Oman hasn’t been an exception to the rule, either. I hadn’t been this nervous since flying to France all by my lonesome at the sweet young age of sixteen, but since landing in Oman things have been going wonderfully. After spending my first night in a hotel, I spent my first day at SIT’s World Learning Center, meeting all the other students and getting an orientation crash-course. I jumped into classes too –attending a two-hour long lecture on religion my first afternoon!
After that I moved in with my host family, and hung out with them for the weekend. (The weekend in most Islamic countries is Thursday-Friday.) My host family consists of Ali, my host dad, who speaks Arabic and some English, his wife, Shamza, who speaks Swahili and Arabic, and Ali’s daughters from a previous marriage, Iman and Amani, who speak Arabic, Balushi, and some English. Ho boy. If I come back using completely obscure phrases that no one outside of Oman could possible understand, now you know why.

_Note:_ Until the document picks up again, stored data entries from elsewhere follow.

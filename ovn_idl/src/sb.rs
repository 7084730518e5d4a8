//! Southbound database client.

use std::sync::Arc;

use async_trait::async_trait;

use crate::{
    backend::Backend,
    commands::{Command, ListRows},
    config::{ConnectionSettings, OvnConfig},
    connector::{connect, MirrorHandle},
    engine::MirrorEngine,
    error::IdlResult,
    lifecycle::Stoppable,
    row::RowView,
    transaction::{Transaction, TxnOutcome},
};

pub const SB_SCHEMA: &str = "OVN_Southbound";

pub const SERVICE_MONITOR_TABLE: &str = "Service_Monitor";

/// Tables mirrored from the southbound database.
pub const SB_TABLES: &[&str] = &["Load_Balancer", SERVICE_MONITOR_TABLE];

#[derive(Clone)]
pub struct OvnSbIdl {
    handle: MirrorHandle,
    backend: Backend,
}

impl OvnSbIdl {
    pub fn new(handle: MirrorHandle) -> Self {
        let backend = handle.backend();
        Self { handle, backend }
    }

    pub async fn connect(
        engine: Arc<dyn MirrorEngine>,
        config: &OvnConfig,
        lock_name: Option<&str>,
    ) -> IdlResult<Self> {
        let settings = config.sb_settings(lock_name)?;
        Self::connect_with(engine, &settings).await
    }

    pub async fn connect_with(
        engine: Arc<dyn MirrorEngine>,
        settings: &ConnectionSettings,
    ) -> IdlResult<Self> {
        Ok(Self::new(connect(engine, settings).await?))
    }

    pub fn backend(&self) -> &Backend {
        &self.backend
    }

    pub fn handle(&self) -> &MirrorHandle {
        &self.handle
    }

    pub fn has_lock(&self) -> bool {
        self.handle.has_lock()
    }

    pub fn create_transaction(&self) -> Transaction {
        self.backend.create_transaction()
    }

    pub async fn transaction<F>(&self, f: F) -> IdlResult<TxnOutcome>
    where
        F: FnOnce(&mut Transaction) -> IdlResult<()>,
    {
        let mut txn = self.create_transaction();
        f(&mut txn)?;
        txn.commit().await
    }

    pub async fn execute<C: Command>(&self, command: C) -> IdlResult<C::Output> {
        let mut txn = self.create_transaction();
        let output = txn.add(&command)?;
        txn.commit().await?;
        Ok(output)
    }

    /// Health-check monitors ovn-northd created for load balancer members.
    pub async fn get_service_monitors(&self) -> IdlResult<Vec<RowView>> {
        self.execute(ListRows::new(SERVICE_MONITOR_TABLE)).await
    }

    pub async fn stop(&self) -> bool {
        self.handle.stop().await
    }
}

#[async_trait]
impl Stoppable for OvnSbIdl {
    fn name(&self) -> &str {
        SB_SCHEMA
    }

    async fn stop(&self) -> bool {
        OvnSbIdl::stop(self).await
    }
}
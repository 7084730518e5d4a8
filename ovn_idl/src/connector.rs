//! Schema connector: bootstrap a mirrored connection.
//!
//! Bootstrap fetches the schema, retrying for as long as the server is
//! unreachable, and registers the requested tables. `start` then opens the
//! session and requests the optional named lock. Stopping is idempotent and
//! safe before `start`.

use std::{
    sync::{
        atomic::{AtomicBool, AtomicU32, Ordering},
        Arc,
    },
    time::Duration,
};

use async_trait::async_trait;
use tokio::sync::Mutex;
use tracing::{debug, info, warn};

use crate::{
    backend::Backend,
    config::{ConnectionSettings, Endpoint},
    engine::{LiveConnection, MirrorEngine},
    error::{IdlError, IdlResult},
    lifecycle::Stoppable,
    retry::RetryPolicy,
    schema::SchemaHelper,
};

/// Bootstrap and start in one go.
pub async fn connect(
    engine: Arc<dyn MirrorEngine>,
    settings: &ConnectionSettings,
) -> IdlResult<MirrorHandle> {
    IdlConnector::bootstrap(engine, settings.clone())
        .await?
        .start()
        .await
}

pub struct IdlConnector {
    engine: Arc<dyn MirrorEngine>,
    settings: ConnectionSettings,
    endpoint: Endpoint,
    helper: SchemaHelper,
    handle: Mutex<Option<MirrorHandle>>,
}

impl IdlConnector {
    /// Fetch the schema and register `settings.tables`.
    ///
    /// Unreachable servers are retried with `settings.bootstrap_retry`,
    /// which by default never gives up. Remotes are tried in order on every
    /// attempt. Other failures (unknown schema, missing TLS files) are
    /// returned at once.
    pub async fn bootstrap(
        engine: Arc<dyn MirrorEngine>,
        settings: ConnectionSettings,
    ) -> IdlResult<Self> {
        settings.check_ssl()?;

        let attempts = AtomicU32::new(0);
        let (endpoint, mut helper) = {
            let engine = engine.as_ref();
            let settings = &settings;
            let attempts = &attempts;
            settings
                .bootstrap_retry
                .retry_notify(
                    IdlError::is_connectivity,
                    move || async move {
                        attempts.fetch_add(1, Ordering::Relaxed);
                        fetch_schema(engine, settings).await
                    },
                    |e: &IdlError, delay: Duration| {
                        warn!(
                            "Schema retrieval attempt {} for {} failed: {}. Retrying in {:?}",
                            attempts.load(Ordering::Relaxed),
                            settings.schema_name,
                            e,
                            delay
                        );
                    },
                )
                .await?
        };

        for table in &settings.tables {
            helper.register_table(table);
        }
        info!(
            "Fetched schema {} from {} after {} attempt(s), {} tables registered",
            settings.schema_name,
            endpoint,
            attempts.load(Ordering::Relaxed),
            helper.registered_tables().len()
        );

        Ok(Self {
            engine,
            settings,
            endpoint,
            helper,
            handle: Mutex::new(None),
        })
    }

    pub fn endpoint(&self) -> &Endpoint {
        &self.endpoint
    }

    pub fn settings(&self) -> &ConnectionSettings {
        &self.settings
    }

    pub fn schema_helper(&self) -> &SchemaHelper {
        &self.helper
    }

    /// Open the session. Starting twice returns the existing handle; once
    /// that handle has been stopped, a fresh session is opened.
    pub async fn start(&self) -> IdlResult<MirrorHandle> {
        let mut slot = self.handle.lock().await;
        if let Some(handle) = slot.as_ref().filter(|h| !h.is_stopped()) {
            return Ok(handle.clone());
        }

        let conn = self
            .engine
            .start_connection(
                &self.endpoint,
                self.helper.clone(),
                self.settings.session_options(),
            )
            .await?;
        if let Some(lock) = &self.settings.lock_name {
            debug!("Requesting lock {} on {}", lock, self.endpoint);
            conn.set_lock(lock);
        }

        let handle = MirrorHandle::new(conn, &self.settings);
        *slot = Some(handle.clone());
        Ok(handle)
    }

    /// Stop the session if one was started. Returns false if background
    /// processing did not finish within the configured timeout.
    pub async fn stop(&self) -> bool {
        let handle = self.handle.lock().await.take();
        match handle {
            Some(handle) => handle.stop().await,
            None => {
                debug!("{} connection was never started", self.settings.schema_name);
                true
            }
        }
    }
}

async fn fetch_schema(
    engine: &dyn MirrorEngine,
    settings: &ConnectionSettings,
) -> IdlResult<(Endpoint, SchemaHelper)> {
    let mut last_err = None;
    for endpoint in &settings.remotes {
        match engine
            .get_schema_helper(endpoint, &settings.schema_name)
            .await
        {
            Ok(helper) => return Ok((endpoint.clone(), helper)),
            Err(e) if e.is_connectivity() => {
                debug!("Remote {} unavailable: {}", endpoint, e);
                last_err = Some(e);
            }
            Err(e) => return Err(e),
        }
    }
    Err(last_err.unwrap_or_else(|| {
        IdlError::Config(format!("no remotes configured for {}", settings.schema_name))
    }))
}

struct HandleInner {
    conn: Arc<dyn LiveConnection>,
    schema_name: String,
    timeout: Duration,
    row_retry: RetryPolicy,
    stopped: AtomicBool,
}

/// A started, mirrored connection. Clones share the session.
#[derive(Clone)]
pub struct MirrorHandle {
    inner: Arc<HandleInner>,
}

impl MirrorHandle {
    pub fn new(conn: Arc<dyn LiveConnection>, settings: &ConnectionSettings) -> Self {
        Self {
            inner: Arc::new(HandleInner {
                conn,
                schema_name: settings.schema_name.clone(),
                timeout: settings.timeout,
                row_retry: settings.row_retry.clone(),
                stopped: AtomicBool::new(false),
            }),
        }
    }

    pub fn connection(&self) -> &Arc<dyn LiveConnection> {
        &self.inner.conn
    }

    pub fn schema_name(&self) -> &str {
        &self.inner.schema_name
    }

    pub fn timeout(&self) -> Duration {
        self.inner.timeout
    }

    pub fn backend(&self) -> Backend {
        Backend::new(
            self.inner.conn.clone(),
            self.inner.row_retry.clone(),
            self.inner.timeout,
        )
    }

    /// Whether this connection currently holds its named lock.
    pub fn has_lock(&self) -> bool {
        self.inner.conn.has_lock()
    }

    pub fn lock_name(&self) -> Option<String> {
        self.inner.conn.lock_name()
    }

    pub fn is_stopped(&self) -> bool {
        self.inner.stopped.load(Ordering::Acquire)
    }

    /// Close the session. Only the first call does any work.
    pub async fn stop(&self) -> bool {
        if self.inner.stopped.swap(true, Ordering::AcqRel) {
            return true;
        }
        let clean = self.inner.conn.stop(self.inner.timeout).await;
        if clean {
            info!(
                "Closed {} connection to {}",
                self.inner.schema_name,
                self.inner.conn.endpoint()
            );
        } else {
            debug!(
                "Connection terminated to {} but a thread is still alive",
                self.inner.schema_name
            );
        }
        clean
    }
}

#[async_trait]
impl Stoppable for MirrorHandle {
    fn name(&self) -> &str {
        self.schema_name()
    }

    async fn stop(&self) -> bool {
        MirrorHandle::stop(self).await
    }
}

#[async_trait]
impl Stoppable for IdlConnector {
    fn name(&self) -> &str {
        &self.settings.schema_name
    }

    async fn stop(&self) -> bool {
        IdlConnector::stop(self).await
    }
}
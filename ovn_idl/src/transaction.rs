//! Transactions over a live connection.
//!
//! A `Transaction` queues operations, validated against the registered
//! schema as they are added, and submits them in one atomic request on
//! `commit`. Pre-commit hooks run just before submission and may queue more
//! operations, which then share the fate of the rest of the transaction.
//!
//! Revision conflicts are intercepted here and only here: `commit` turns
//! them into `TxnOutcome::AbortedConflict`, every other failure is returned
//! as an error.

use std::{collections::BTreeMap, sync::Arc, time::Duration};

use tracing::{debug, info};
use uuid::Uuid;

use crate::{
    commands::Command,
    engine::{LiveConnection, Mutation, Operation},
    error::{IdlError, IdlResult},
    mirror::Mirror,
    row::RowView,
    schema::TableSchema,
    value::Value,
};

/// How a submitted transaction ended, when it did not fail.
#[derive(Debug, Clone, PartialEq, Eq)]
pub enum TxnOutcome {
    Committed,
    /// Lost an optimistic-concurrency race; nothing was applied.
    AbortedConflict { reason: String },
}

impl TxnOutcome {
    pub fn is_committed(&self) -> bool {
        matches!(self, TxnOutcome::Committed)
    }
}

/// Runs right before a transaction is submitted.
pub trait PreCommitHook: Send + Sync {
    fn name(&self) -> &str;

    fn pre_commit(&self, txn: &mut Transaction) -> IdlResult<()>;
}

/// Increments a counter column on the single row of a global table.
#[derive(Debug, Clone)]
pub struct BumpGlobalCounter {
    table: String,
    column: String,
}

impl BumpGlobalCounter {
    pub fn new(table: impl Into<String>, column: impl Into<String>) -> Self {
        Self {
            table: table.into(),
            column: column.into(),
        }
    }

    /// `NB_Global.nb_cfg`, watched by ovn-northd and the chassis agents.
    pub fn nb_cfg() -> Self {
        Self::new("NB_Global", "nb_cfg")
    }
}

impl PreCommitHook for BumpGlobalCounter {
    fn name(&self) -> &str {
        "bump_global_counter"
    }

    fn pre_commit(&self, txn: &mut Transaction) -> IdlResult<()> {
        txn.check_column(&self.table, &self.column)?;
        let global = txn
            .mirror()
            .first(&self.table)
            .ok_or_else(|| IdlError::RecordNotFound {
                table: self.table.clone(),
                record: "global row".to_string(),
            })?;
        txn.mutate(
            &self.table,
            global.uuid,
            &self.column,
            Mutation::Increment(1),
        )
    }
}

pub struct Transaction {
    conn: Arc<dyn LiveConnection>,
    timeout: Duration,
    ops: Vec<Operation>,
    hooks: Vec<Box<dyn PreCommitHook>>,
    finished: bool,
}

impl Transaction {
    pub fn new(conn: Arc<dyn LiveConnection>, timeout: Duration) -> Self {
        Self {
            conn,
            timeout,
            ops: Vec::new(),
            hooks: Vec::new(),
            finished: false,
        }
    }

    pub fn add_hook(&mut self, hook: Box<dyn PreCommitHook>) {
        self.hooks.push(hook);
    }

    pub fn with_hook(mut self, hook: Box<dyn PreCommitHook>) -> Self {
        self.add_hook(hook);
        self
    }

    pub fn mirror(&self) -> &Mirror {
        self.conn.mirror()
    }

    pub fn timeout(&self) -> Duration {
        self.timeout
    }

    pub fn operations(&self) -> &[Operation] {
        &self.ops
    }

    pub fn is_empty(&self) -> bool {
        self.ops.is_empty()
    }

    pub fn check_table(&self, table: &str) -> IdlResult<&TableSchema> {
        self.conn
            .schema()
            .table(table)
            .ok_or_else(|| IdlError::TableNotFound(table.to_string()))
    }

    pub fn check_column(&self, table: &str, column: &str) -> IdlResult<()> {
        if self.check_table(table)?.has_column(column) {
            Ok(())
        } else {
            Err(IdlError::ColumnNotFound {
                table: table.to_string(),
                column: column.to_string(),
            })
        }
    }

    /// Current mirrored copy of a row.
    pub fn lookup(&self, table: &str, uuid: &Uuid) -> IdlResult<RowView> {
        self.check_table(table)?;
        self.mirror()
            .get(table, uuid)
            .map(RowView::new)
            .ok_or_else(|| IdlError::RecordNotFound {
                table: table.to_string(),
                record: uuid.to_string(),
            })
    }

    pub fn insert<I, K>(&mut self, table: &str, columns: I) -> IdlResult<Uuid>
    where
        I: IntoIterator<Item = (K, Value)>,
        K: Into<String>,
    {
        let columns = self.collect_columns(table, columns)?;
        let uuid = Uuid::new_v4();
        self.ops.push(Operation::Insert {
            table: table.to_string(),
            uuid,
            columns,
        });
        Ok(uuid)
    }

    pub fn update<I, K>(&mut self, table: &str, uuid: Uuid, columns: I) -> IdlResult<()>
    where
        I: IntoIterator<Item = (K, Value)>,
        K: Into<String>,
    {
        let columns = self.collect_columns(table, columns)?;
        self.ops.push(Operation::Update {
            table: table.to_string(),
            uuid,
            columns,
        });
        Ok(())
    }

    pub fn delete(&mut self, table: &str, uuid: Uuid) -> IdlResult<()> {
        self.check_table(table)?;
        self.ops.push(Operation::Delete {
            table: table.to_string(),
            uuid,
        });
        Ok(())
    }

    pub fn mutate(
        &mut self,
        table: &str,
        uuid: Uuid,
        column: &str,
        mutation: Mutation,
    ) -> IdlResult<()> {
        self.check_column(table, column)?;
        self.ops.push(Operation::Mutate {
            table: table.to_string(),
            uuid,
            column: column.to_string(),
            mutation,
        });
        Ok(())
    }

    /// Set one key of a map column, replacing any previous value.
    pub fn set_key(
        &mut self,
        table: &str,
        uuid: Uuid,
        column: &str,
        key: impl Into<String>,
        value: impl Into<String>,
    ) -> IdlResult<()> {
        self.mutate(
            table,
            uuid,
            column,
            Mutation::MapSet {
                key: key.into(),
                value: value.into(),
            },
        )
    }

    pub fn del_key(
        &mut self,
        table: &str,
        uuid: Uuid,
        column: &str,
        key: impl Into<String>,
    ) -> IdlResult<()> {
        self.mutate(table, uuid, column, Mutation::MapDelete { key: key.into() })
    }

    /// Make the commit conditional on `row` still being at the revision the
    /// view was taken at.
    pub fn verify(&mut self, table: &str, row: &RowView) -> IdlResult<()> {
        self.check_table(table)?;
        self.ops.push(Operation::Verify {
            table: table.to_string(),
            uuid: row.uuid(),
            revision: row.revision(),
        });
        Ok(())
    }

    pub fn add<C: Command + ?Sized>(&mut self, command: &C) -> IdlResult<C::Output> {
        command.run_idl(self)
    }

    fn collect_columns<I, K>(&self, table: &str, columns: I) -> IdlResult<BTreeMap<String, Value>>
    where
        I: IntoIterator<Item = (K, Value)>,
        K: Into<String>,
    {
        let schema = self.check_table(table)?;
        columns
            .into_iter()
            .map(|(name, value)| {
                let name = name.into();
                if schema.has_column(&name) {
                    Ok((name, value))
                } else {
                    Err(IdlError::ColumnNotFound {
                        table: table.to_string(),
                        column: name,
                    })
                }
            })
            .collect()
    }

    /// Run the hooks and submit.
    ///
    /// A revision conflict is logged and reported as
    /// `TxnOutcome::AbortedConflict`; any other failure is returned as is
    /// and, like a conflict, leaves the database untouched.
    pub async fn commit(mut self) -> IdlResult<TxnOutcome> {
        let hooks = std::mem::take(&mut self.hooks);
        for hook in &hooks {
            debug!("Running pre-commit hook {}", hook.name());
            hook.pre_commit(&mut self)?;
        }

        self.finished = true;
        let ops = std::mem::take(&mut self.ops);
        if ops.is_empty() {
            return Ok(TxnOutcome::Committed);
        }

        let count = ops.len();
        let result = match tokio::time::timeout(self.timeout, self.conn.transact(ops)).await {
            Ok(result) => result,
            Err(_) => Err(IdlError::Timeout(self.timeout)),
        };
        match result {
            Ok(()) => {
                debug!("Committed transaction with {} operations", count);
                Ok(TxnOutcome::Committed)
            }
            Err(IdlError::RevisionConflict(reason)) => {
                info!("Transaction aborted. Reason: {}", reason);
                Ok(TxnOutcome::AbortedConflict { reason })
            }
            Err(e) => Err(e),
        }
    }
}

impl Drop for Transaction {
    fn drop(&mut self) {
        if !self.finished && !self.ops.is_empty() {
            debug!(
                "Discarding transaction with {} uncommitted operations",
                self.ops.len()
            );
        }
    }
}

#[cfg(test)]
mod tests {
    use serde_json::json;

    use super::*;
    use crate::{
        config::Endpoint,
        engine::{MirrorEngine, SessionOptions},
        memory::{MemoryEngine, MemoryServer},
        schema::DatabaseSchema,
    };

    fn schema() -> DatabaseSchema {
        DatabaseSchema::from_value(json!({
            "name": "OVN_Northbound",
            "tables": {
                "NB_Global": {
                    "columns": {"nb_cfg": {"type": {"key": "integer"}}},
                    "isRoot": true
                },
                "Load_Balancer": {
                    "columns": {
                        "name": {"type": "string"},
                        "ip_port_mappings": {"type": {"key": "string", "value": "string",
                                                      "min": 0, "max": "unlimited"}}
                    },
                    "isRoot": true
                }
            }
        }))
        .unwrap()
    }

    async fn setup() -> (MemoryServer, Arc<dyn LiveConnection>) {
        let endpoint = Endpoint::parse("tcp:127.0.0.1:6641").unwrap();
        let server = MemoryServer::new(schema());
        server
            .insert_row("NB_Global", [("nb_cfg", Value::from(4i64))])
            .unwrap();
        let engine = MemoryEngine::new();
        engine.add_server(&endpoint, server.clone());

        let mut helper = engine
            .get_schema_helper(&endpoint, "OVN_Northbound")
            .await
            .unwrap();
        helper.register_all();
        let conn = engine
            .start_connection(
                &endpoint,
                helper,
                SessionOptions {
                    timeout: Duration::from_secs(5),
                    probe_interval: Duration::from_secs(60),
                    ssl: None,
                },
            )
            .await
            .unwrap();
        (server, conn)
    }

    fn nb_cfg(server: &MemoryServer) -> Option<i64> {
        server
            .rows("NB_Global")
            .first()
            .and_then(|row| row.get("nb_cfg"))
            .and_then(Value::as_integer)
    }

    #[tokio::test]
    async fn test_queueing_validates_schema() {
        let (_server, conn) = setup().await;
        let mut txn = Transaction::new(conn, Duration::from_secs(5));

        assert!(matches!(
            txn.insert("ACL", [("name", Value::from("x"))]),
            Err(IdlError::TableNotFound(_))
        ));
        assert!(matches!(
            txn.insert("Load_Balancer", [("vips", Value::empty_map())]),
            Err(IdlError::ColumnNotFound { .. })
        ));
        assert!(txn.is_empty());
    }

    #[tokio::test]
    async fn test_bump_hook_increments_counter() {
        let (server, conn) = setup().await;
        let mut txn = Transaction::new(conn.clone(), Duration::from_secs(5))
            .with_hook(Box::new(BumpGlobalCounter::nb_cfg()));
        txn.insert("Load_Balancer", [("name", Value::from("lb-1"))])
            .unwrap();

        assert_eq!(txn.commit().await.unwrap(), TxnOutcome::Committed);
        assert_eq!(nb_cfg(&server), Some(5));
        assert_eq!(server.rows("Load_Balancer").len(), 1);
    }

    #[tokio::test]
    async fn test_failed_commit_does_not_bump_counter() {
        let (server, conn) = setup().await;
        let mut txn = Transaction::new(conn, Duration::from_secs(5))
            .with_hook(Box::new(BumpGlobalCounter::nb_cfg()));
        txn.delete("Load_Balancer", Uuid::new_v4()).unwrap();

        let err = txn.commit().await.unwrap_err();
        assert!(matches!(err, IdlError::RecordNotFound { .. }));
        assert_eq!(nb_cfg(&server), Some(4));
    }

    #[tokio::test]
    async fn test_conflict_is_a_clean_abort() {
        let (server, conn) = setup().await;
        let lb = server
            .insert_row("Load_Balancer", [("name", Value::from("lb-1"))])
            .unwrap();
        let mut txn = Transaction::new(conn.clone(), Duration::from_secs(5));
        let stale = RowView::new(Arc::new(server.row("Load_Balancer", &lb).unwrap()));

        server
            .commit(&[Operation::Update {
                table: "Load_Balancer".to_string(),
                uuid: lb,
                columns: [("name".to_string(), Value::from("lb-other"))].into(),
            }])
            .unwrap();

        txn.verify("Load_Balancer", &stale).unwrap();
        txn.update("Load_Balancer", lb, [("name", Value::from("lb-mine"))])
            .unwrap();
        let outcome = txn.commit().await.unwrap();
        assert!(matches!(outcome, TxnOutcome::AbortedConflict { .. }));
        assert!(!outcome.is_committed());
        assert_eq!(
            server
                .row("Load_Balancer", &lb)
                .unwrap()
                .get("name")
                .and_then(Value::as_str),
            Some("lb-other")
        );
    }

    #[tokio::test]
    async fn test_empty_transaction_is_a_no_op() {
        let (server, conn) = setup().await;
        let before = server.generation();
        let txn = Transaction::new(conn, Duration::from_secs(5));
        assert!(txn.commit().await.unwrap().is_committed());
        assert_eq!(server.generation(), before);
    }

    #[tokio::test]
    async fn test_map_key_helpers() {
        let (server, conn) = setup().await;
        let lb = server
            .insert_row("Load_Balancer", [("name", Value::from("lb-1"))])
            .unwrap();

        let mut txn = Transaction::new(conn.clone(), Duration::from_secs(5));
        txn.set_key("Load_Balancer", lb, "ip_port_mappings", "10.0.0.5", "p1:10.0.0.2")
            .unwrap();
        txn.commit().await.unwrap();

        let view = Transaction::new(conn.clone(), Duration::from_secs(5))
            .lookup("Load_Balancer", &lb)
            .unwrap();
        assert_eq!(view.map_entry("ip_port_mappings", "10.0.0.5"), Some("p1:10.0.0.2"));

        let mut txn = Transaction::new(conn, Duration::from_secs(5));
        txn.del_key("Load_Balancer", lb, "ip_port_mappings", "10.0.0.5")
            .unwrap();
        txn.commit().await.unwrap();
        assert!(server
            .row("Load_Balancer", &lb)
            .unwrap()
            .map_entry("ip_port_mappings", "10.0.0.5")
            .is_none());
    }
}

While the weekend did have a couple of “augh what am I doing” moments of travelers’ angst, in general it went really well. My host sisters, with whom I spend the most time, are giggly high-school age girls who probably think I’m really weird for wanting to learn Arabic, but who gamely take me with them when they hang out with their friends. This mostly consists of going to the next house over, where the family seems to consist of whichever cousins and neighbors and babies are in the area. I love it.
I love the SIT group, too. There are thirteen of us in the undergrad program, and even though I came several days after the other two Egyptian displacements and significantly later than the rest of the group, we’re all getting to know each other really well. Between classes (which I started full-time to days ago) and on the bus, especially, things dissolve into hysterics as we crack up over whatever culture shock moment just came up. Today it was the bus driver asking the student from Japan the most politically incorrect, culturally insensitive questions about China and Japan possible. (China and Japan, because they’re basically the same place, and everyone there looks the same anyways. The driver’s words, not mine.) Poor Taiki. His Arabic sounded really good, though.
This weekend the group is going to Sharqiyyah, to stay at a desert camp and ride camels. We might go sand surfing and swimming in a wadi, too. Panic = overcome. Trip = totally worth it.